◆ **About this task**:
Could you report every line of the listing below that holds the word "names"?
——
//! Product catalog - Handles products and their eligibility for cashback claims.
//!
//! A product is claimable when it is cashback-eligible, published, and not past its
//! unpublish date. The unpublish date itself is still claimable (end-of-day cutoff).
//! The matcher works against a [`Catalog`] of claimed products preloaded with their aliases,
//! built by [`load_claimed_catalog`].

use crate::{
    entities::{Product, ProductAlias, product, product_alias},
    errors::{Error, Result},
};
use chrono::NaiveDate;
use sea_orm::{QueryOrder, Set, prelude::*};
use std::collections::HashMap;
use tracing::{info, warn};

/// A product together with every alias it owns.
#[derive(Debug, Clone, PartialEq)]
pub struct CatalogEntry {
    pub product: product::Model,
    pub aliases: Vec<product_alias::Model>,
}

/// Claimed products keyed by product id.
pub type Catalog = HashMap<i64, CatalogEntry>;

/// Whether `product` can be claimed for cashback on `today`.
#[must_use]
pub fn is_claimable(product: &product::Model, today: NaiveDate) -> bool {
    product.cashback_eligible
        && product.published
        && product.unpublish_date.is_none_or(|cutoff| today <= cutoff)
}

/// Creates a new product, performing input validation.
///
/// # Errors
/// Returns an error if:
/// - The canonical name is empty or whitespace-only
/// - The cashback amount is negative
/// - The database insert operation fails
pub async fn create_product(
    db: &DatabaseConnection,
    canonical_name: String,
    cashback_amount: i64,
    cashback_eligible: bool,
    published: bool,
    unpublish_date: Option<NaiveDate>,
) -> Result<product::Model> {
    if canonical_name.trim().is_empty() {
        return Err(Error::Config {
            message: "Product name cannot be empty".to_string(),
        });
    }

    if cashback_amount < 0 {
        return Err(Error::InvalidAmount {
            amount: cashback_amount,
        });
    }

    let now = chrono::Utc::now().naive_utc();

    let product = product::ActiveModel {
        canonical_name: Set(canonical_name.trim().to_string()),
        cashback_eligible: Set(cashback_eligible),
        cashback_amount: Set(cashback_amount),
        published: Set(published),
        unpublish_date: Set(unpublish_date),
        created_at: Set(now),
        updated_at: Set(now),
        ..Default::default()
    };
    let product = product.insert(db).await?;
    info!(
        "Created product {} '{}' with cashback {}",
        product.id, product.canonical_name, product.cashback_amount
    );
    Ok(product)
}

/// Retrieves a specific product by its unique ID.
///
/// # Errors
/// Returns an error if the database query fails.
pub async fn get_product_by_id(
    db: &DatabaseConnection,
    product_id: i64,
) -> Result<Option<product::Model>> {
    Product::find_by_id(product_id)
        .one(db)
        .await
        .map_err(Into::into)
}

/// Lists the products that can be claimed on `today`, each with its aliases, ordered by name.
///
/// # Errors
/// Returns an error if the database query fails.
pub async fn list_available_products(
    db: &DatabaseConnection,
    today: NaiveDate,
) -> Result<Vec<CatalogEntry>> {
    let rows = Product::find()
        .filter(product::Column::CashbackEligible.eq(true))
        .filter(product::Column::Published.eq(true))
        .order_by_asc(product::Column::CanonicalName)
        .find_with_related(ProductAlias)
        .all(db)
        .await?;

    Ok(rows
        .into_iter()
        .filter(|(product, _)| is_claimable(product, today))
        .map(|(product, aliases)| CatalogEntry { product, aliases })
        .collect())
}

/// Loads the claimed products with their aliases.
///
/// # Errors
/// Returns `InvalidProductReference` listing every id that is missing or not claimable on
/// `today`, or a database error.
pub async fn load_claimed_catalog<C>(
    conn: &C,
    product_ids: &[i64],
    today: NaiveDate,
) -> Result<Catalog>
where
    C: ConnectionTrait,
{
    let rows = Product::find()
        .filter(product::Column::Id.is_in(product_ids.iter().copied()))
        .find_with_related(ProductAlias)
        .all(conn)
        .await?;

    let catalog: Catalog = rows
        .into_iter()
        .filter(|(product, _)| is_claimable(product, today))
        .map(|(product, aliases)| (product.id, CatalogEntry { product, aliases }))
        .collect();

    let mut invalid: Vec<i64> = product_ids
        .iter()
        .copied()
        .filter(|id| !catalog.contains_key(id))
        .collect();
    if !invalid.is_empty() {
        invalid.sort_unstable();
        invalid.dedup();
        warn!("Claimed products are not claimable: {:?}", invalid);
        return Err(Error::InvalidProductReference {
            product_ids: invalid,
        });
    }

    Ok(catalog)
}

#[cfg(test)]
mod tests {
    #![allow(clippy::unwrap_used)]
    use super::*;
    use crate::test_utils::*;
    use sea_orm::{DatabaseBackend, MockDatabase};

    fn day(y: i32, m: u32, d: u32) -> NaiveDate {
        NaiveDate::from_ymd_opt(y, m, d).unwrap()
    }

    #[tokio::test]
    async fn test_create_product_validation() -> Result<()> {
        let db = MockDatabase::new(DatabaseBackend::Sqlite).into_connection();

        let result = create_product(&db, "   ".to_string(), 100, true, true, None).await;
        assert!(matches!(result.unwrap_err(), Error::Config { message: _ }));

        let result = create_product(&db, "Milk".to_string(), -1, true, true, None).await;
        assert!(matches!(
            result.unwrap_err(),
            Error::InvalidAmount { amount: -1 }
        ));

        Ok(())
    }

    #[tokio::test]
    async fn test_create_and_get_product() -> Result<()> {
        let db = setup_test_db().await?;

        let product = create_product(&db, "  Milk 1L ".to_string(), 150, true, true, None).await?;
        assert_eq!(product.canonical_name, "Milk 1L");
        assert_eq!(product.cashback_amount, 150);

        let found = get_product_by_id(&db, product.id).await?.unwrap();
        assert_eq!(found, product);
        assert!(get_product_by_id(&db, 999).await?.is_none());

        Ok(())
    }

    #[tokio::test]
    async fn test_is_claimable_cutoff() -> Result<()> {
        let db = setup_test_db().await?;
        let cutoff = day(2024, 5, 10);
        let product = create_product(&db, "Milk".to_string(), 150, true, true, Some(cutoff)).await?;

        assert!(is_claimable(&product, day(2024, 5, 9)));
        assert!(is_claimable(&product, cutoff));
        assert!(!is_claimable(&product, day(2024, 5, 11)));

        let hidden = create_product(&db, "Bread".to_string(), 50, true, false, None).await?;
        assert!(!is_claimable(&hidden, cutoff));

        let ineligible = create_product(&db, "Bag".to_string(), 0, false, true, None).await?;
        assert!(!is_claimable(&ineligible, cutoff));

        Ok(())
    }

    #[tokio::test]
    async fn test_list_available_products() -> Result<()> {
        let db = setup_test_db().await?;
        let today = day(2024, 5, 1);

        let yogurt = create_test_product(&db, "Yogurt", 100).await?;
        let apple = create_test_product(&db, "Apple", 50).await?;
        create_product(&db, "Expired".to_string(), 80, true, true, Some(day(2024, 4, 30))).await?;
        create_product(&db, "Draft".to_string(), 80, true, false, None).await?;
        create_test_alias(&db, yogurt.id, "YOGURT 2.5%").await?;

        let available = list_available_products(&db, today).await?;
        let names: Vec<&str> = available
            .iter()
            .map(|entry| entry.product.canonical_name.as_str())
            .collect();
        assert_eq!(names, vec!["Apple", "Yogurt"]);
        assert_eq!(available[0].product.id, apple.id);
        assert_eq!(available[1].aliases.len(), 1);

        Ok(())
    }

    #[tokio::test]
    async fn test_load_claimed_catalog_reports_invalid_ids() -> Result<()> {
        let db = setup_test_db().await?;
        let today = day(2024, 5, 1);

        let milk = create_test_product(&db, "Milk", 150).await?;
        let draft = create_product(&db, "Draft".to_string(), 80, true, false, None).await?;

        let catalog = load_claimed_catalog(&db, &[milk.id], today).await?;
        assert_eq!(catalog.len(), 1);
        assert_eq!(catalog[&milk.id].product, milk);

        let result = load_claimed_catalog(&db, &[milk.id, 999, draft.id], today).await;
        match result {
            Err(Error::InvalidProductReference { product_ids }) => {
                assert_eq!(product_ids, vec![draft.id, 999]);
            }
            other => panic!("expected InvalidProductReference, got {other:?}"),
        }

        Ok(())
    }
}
——
◆ **Result of this exercise**:
        let names: Vec<&str> = available
        assert_eq!(names, vec!["Apple", "Yogurt"]);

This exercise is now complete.